Record set >>
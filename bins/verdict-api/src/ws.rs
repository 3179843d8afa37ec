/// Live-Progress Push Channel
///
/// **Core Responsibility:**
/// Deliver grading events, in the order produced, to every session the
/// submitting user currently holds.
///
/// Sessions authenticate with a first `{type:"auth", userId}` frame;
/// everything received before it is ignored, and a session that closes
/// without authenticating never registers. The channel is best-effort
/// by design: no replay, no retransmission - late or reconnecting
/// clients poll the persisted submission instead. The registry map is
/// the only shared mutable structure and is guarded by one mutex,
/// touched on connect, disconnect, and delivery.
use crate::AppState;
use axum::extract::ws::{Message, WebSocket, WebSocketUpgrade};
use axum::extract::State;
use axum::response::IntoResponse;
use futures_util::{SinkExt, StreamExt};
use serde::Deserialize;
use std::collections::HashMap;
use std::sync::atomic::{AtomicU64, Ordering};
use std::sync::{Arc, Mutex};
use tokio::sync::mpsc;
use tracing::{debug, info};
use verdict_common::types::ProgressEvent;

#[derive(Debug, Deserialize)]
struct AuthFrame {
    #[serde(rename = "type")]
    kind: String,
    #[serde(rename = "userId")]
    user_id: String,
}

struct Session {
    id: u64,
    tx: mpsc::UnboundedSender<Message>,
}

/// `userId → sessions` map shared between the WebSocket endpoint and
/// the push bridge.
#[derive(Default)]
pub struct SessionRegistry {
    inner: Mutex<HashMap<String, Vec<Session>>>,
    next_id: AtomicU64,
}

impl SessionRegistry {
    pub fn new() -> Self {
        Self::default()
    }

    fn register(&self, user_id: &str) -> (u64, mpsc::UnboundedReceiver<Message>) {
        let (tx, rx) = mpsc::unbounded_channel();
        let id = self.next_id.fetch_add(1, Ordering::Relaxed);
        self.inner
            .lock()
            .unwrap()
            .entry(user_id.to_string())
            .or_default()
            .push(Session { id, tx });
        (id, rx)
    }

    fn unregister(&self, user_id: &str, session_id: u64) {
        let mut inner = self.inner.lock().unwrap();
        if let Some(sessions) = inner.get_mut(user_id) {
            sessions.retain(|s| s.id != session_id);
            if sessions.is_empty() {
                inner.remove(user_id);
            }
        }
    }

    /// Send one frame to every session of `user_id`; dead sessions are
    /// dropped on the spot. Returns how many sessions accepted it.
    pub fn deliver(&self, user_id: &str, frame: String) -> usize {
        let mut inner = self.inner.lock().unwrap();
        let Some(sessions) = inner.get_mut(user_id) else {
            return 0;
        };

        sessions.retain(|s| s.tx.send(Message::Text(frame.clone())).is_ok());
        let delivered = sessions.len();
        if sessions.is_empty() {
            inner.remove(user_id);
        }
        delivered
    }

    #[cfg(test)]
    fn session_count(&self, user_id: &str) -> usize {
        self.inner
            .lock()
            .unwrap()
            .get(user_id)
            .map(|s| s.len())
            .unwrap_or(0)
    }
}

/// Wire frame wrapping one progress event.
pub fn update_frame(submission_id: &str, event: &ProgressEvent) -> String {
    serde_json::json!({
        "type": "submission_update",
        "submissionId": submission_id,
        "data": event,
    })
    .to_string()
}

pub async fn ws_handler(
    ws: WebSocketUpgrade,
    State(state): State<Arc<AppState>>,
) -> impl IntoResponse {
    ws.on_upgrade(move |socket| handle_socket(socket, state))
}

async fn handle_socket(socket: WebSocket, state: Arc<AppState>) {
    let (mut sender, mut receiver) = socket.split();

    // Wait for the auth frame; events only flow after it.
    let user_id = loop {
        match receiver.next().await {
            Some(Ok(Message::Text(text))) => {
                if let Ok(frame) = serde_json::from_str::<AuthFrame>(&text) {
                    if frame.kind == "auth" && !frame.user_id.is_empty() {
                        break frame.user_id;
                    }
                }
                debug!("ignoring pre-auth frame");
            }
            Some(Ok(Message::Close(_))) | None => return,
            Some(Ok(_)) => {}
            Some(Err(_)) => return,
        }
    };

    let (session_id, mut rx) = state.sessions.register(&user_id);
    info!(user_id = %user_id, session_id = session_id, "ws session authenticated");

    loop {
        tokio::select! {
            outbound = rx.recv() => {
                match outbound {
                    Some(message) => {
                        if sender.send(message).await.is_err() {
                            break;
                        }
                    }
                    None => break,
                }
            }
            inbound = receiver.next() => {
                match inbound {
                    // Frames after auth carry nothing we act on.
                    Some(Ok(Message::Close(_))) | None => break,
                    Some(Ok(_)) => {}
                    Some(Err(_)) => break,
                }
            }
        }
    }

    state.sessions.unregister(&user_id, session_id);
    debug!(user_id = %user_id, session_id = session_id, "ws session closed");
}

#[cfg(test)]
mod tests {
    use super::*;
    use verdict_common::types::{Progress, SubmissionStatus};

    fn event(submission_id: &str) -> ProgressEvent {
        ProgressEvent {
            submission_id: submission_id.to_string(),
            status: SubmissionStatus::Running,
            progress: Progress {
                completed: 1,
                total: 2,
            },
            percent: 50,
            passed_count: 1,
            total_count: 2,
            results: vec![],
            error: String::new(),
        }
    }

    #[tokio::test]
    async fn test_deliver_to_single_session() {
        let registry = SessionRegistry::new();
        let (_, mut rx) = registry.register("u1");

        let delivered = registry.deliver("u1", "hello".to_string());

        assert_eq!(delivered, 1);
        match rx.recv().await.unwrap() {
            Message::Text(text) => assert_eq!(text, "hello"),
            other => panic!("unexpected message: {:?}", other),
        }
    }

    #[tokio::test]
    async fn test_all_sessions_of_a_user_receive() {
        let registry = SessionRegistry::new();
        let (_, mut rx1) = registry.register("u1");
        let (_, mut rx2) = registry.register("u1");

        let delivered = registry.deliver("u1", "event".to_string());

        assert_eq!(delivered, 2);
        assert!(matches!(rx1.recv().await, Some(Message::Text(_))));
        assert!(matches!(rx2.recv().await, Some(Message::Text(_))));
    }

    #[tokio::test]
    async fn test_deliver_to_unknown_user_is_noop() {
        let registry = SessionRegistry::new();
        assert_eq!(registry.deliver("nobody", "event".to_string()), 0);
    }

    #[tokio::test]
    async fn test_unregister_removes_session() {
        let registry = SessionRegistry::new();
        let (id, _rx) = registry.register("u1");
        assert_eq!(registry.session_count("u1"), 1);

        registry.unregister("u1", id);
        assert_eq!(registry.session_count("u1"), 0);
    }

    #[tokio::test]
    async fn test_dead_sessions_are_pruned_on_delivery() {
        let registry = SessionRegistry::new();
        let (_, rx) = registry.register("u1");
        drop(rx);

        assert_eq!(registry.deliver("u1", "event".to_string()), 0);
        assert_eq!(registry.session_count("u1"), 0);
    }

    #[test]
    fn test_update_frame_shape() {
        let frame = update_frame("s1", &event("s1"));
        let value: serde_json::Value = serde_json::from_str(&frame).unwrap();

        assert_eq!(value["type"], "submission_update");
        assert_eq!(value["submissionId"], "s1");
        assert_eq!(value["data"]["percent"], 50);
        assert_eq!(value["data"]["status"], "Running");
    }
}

Exercise brief >>
After reading the lines above, reproduce them all exactly.

Response below >>
filename bins/verdict-api/src/ws.rs
repository 3179843d8afa37ec
/// Live-Progress Push Channel
///
/// **Core Responsibility:**
/// Deliver grading events, in the order produced, to every session the
/// submitting user currently holds.
///
/// Sessions authenticate with a first `{type:"auth", userId}` frame;
/// everything received before it is ignored, and a session that closes
/// without authenticating never registers. The channel is best-effort
/// by design: no replay, no retransmission - late or reconnecting
/// clients poll the persisted submission instead. The registry map is
/// the only shared mutable structure and is guarded by one mutex,
/// touched on connect, disconnect, and delivery.
use crate::AppState;
use axum::extract::ws::{Message, WebSocket, WebSocketUpgrade};
use axum::extract::State;
use axum::response::IntoResponse;
use futures_util::{SinkExt, StreamExt};
use serde::Deserialize;
use std::collections::HashMap;
use std::sync::atomic::{AtomicU64, Ordering};
use std::sync::{Arc, Mutex};
use tokio::sync::mpsc;
use tracing::{debug, info};
use verdict_common::types::ProgressEvent;

#[derive(Debug, Deserialize)]
struct AuthFrame {
    #[serde(rename = "type")]
    kind: String,
    #[serde(rename = "userId")]
    user_id: String,
}

struct Session {
    id: u64,
    tx: mpsc::UnboundedSender<Message>,
}

/// `userId → sessions` map shared between the WebSocket endpoint and
/// the push bridge.
#[derive(Default)]
pub struct SessionRegistry {
    inner: Mutex<HashMap<String, Vec<Session>>>,
    next_id: AtomicU64,
}

impl SessionRegistry {
    pub fn new() -> Self {
        Self::default()
    }

    fn register(&self, user_id: &str) -> (u64, mpsc::UnboundedReceiver<Message>) {
        let (tx, rx) = mpsc::unbounded_channel();
        let id = self.next_id.fetch_add(1, Ordering::Relaxed);
        self.inner
            .lock()
            .unwrap()
            .entry(user_id.to_string())
            .or_default()
            .push(Session { id, tx });
        (id, rx)
    }

    fn unregister(&self, user_id: &str, session_id: u64) {
        let mut inner = self.inner.lock().unwrap();
        if let Some(sessions) = inner.get_mut(user_id) {
            sessions.retain(|s| s.id != session_id);
            if sessions.is_empty() {
                inner.remove(user_id);
            }
        }
    }

    /// Send one frame to every session of `user_id`; dead sessions are
    /// dropped on the spot. Returns how many sessions accepted it.
    pub fn deliver(&self, user_id: &str, frame: String) -> usize {
        let mut inner = self.inner.lock().unwrap();
        let Some(sessions) = inner.get_mut(user_id) else {
            return 0;
        };

        sessions.retain(|s| s.tx.send(Message::Text(frame.clone())).is_ok());
        let delivered = sessions.len();
        if sessions.is_empty() {
            inner.remove(user_id);
        }
        delivered
    }

    #[cfg(test)]
    fn session_count(&self, user_id: &str) -> usize {
        self.inner
            .lock()
            .unwrap()
            .get(user_id)
            .map(|s| s.len())
            .unwrap_or(0)
    }
}

/// Wire frame wrapping one progress event.
pub fn update_frame(submission_id: &str, event: &ProgressEvent) -> String {
    serde_json::json!({
        "type": "submission_update",
        "submissionId": submission_id,
        "data": event,
    })
    .to_string()
}

pub async fn ws_handler(
    ws: WebSocketUpgrade,
    State(state): State<Arc<AppState>>,
) -> impl IntoResponse {
    ws.on_upgrade(move |socket| handle_socket(socket, state))
}

async fn handle_socket(socket: WebSocket, state: Arc<AppState>) {
    let (mut sender, mut receiver) = socket.split();

    // Wait for the auth frame; events only flow after it.
    let user_id = loop {
        match receiver.next().await {
            Some(Ok(Message::Text(text))) => {
                if let Ok(frame) = serde_json::from_str::<AuthFrame>(&text) {
                    if frame.kind == "auth" && !frame.user_id.is_empty() {
                        break frame.user_id;
                    }
                }
                debug!("ignoring pre-auth frame");
            }
            Some(Ok(Message::Close(_))) | None => return,
            Some(Ok(_)) => {}
            Some(Err(_)) => return,
        }
    };

    let (session_id, mut rx) = state.sessions.register(&user_id);
    info!(user_id = %user_id, session_id = session_id, "ws session authenticated");

    loop {
        tokio::select! {
            outbound = rx.recv() => {
                match outbound {
                    Some(message) => {
                        if sender.send(message).await.is_err() {
                            break;
                        }
                    }
                    None => break,
                }
            }
            inbound = receiver.next() => {
                match inbound {
                    // Frames after auth carry nothing we act on.
                    Some(Ok(Message::Close(_))) | None => break,
                    Some(Ok(_)) => {}
                    Some(Err(_)) => break,
                }
            }
        }
    }

    state.sessions.unregister(&user_id, session_id);
    debug!(user_id = %user_id, session_id = session_id, "ws session closed");
}

#[cfg(test)]
mod tests {
    use super::*;
    use verdict_common::types::{Progress, SubmissionStatus};

    fn event(submission_id: &str) -> ProgressEvent {
        ProgressEvent {
            submission_id: submission_id.to_string(),
            status: SubmissionStatus::Running,
            progress: Progress {
                completed: 1,
                total: 2,
            },
            percent: 50,
            passed_count: 1,
            total_count: 2,
            results: vec![],
            error: String::new(),
        }
    }

    #[tokio::test]
    async fn test_deliver_to_single_session() {
        let registry = SessionRegistry::new();
        let (_, mut rx) = registry.register("u1");

        let delivered = registry.deliver("u1", "hello".to_string());

        assert_eq!(delivered, 1);
        match rx.recv().await.unwrap() {
            Message::Text(text) => assert_eq!(text, "hello"),
            other => panic!("unexpected message: {:?}", other),
        }
    }

    #[tokio::test]
    async fn test_all_sessions_of_a_user_receive() {
        let registry = SessionRegistry::new();
        let (_, mut rx1) = registry.register("u1");
        let (_, mut rx2) = registry.register("u1");

        let delivered = registry.deliver("u1", "event".to_string());

        assert_eq!(delivered, 2);
        assert!(matches!(rx1.recv().await, Some(Message::Text(_))));
        assert!(matches!(rx2.recv().await, Some(Message::Text(_))));
    }

    #[tokio::test]
    async fn test_deliver_to_unknown_user_is_noop() {
        let registry = SessionRegistry::new();
        assert_eq!(registry.deliver("nobody", "event".to_string()), 0);
    }

    #[tokio::test]
    async fn test_unregister_removes_session() {
        let registry = SessionRegistry::new();
        let (id, _rx) = registry.register("u1");
        assert_eq!(registry.session_count("u1"), 1);

        registry.unregister("u1", id);
        assert_eq!(registry.session_count("u1"), 0);
    }

    #[tokio::test]
    async fn test_dead_sessions_are_pruned_on_delivery() {
        let registry = SessionRegistry::new();
        let (_, rx) = registry.register("u1");
        drop(rx);

        assert_eq!(registry.deliver("u1", "event".to_string()), 0);
        assert_eq!(registry.session_count("u1"), 0);
    }

    #[test]
    fn test_update_frame_shape() {
        let frame = update_frame("s1", &event("s1"));
        let value: serde_json::Value = serde_json::from_str(&frame).unwrap();

        assert_eq!(value["type"], "submission_update");
        assert_eq!(value["submissionId"], "s1");
        assert_eq!(value["data"]["percent"], 50);
        assert_eq!(value["data"]["status"], "Running");
    }
}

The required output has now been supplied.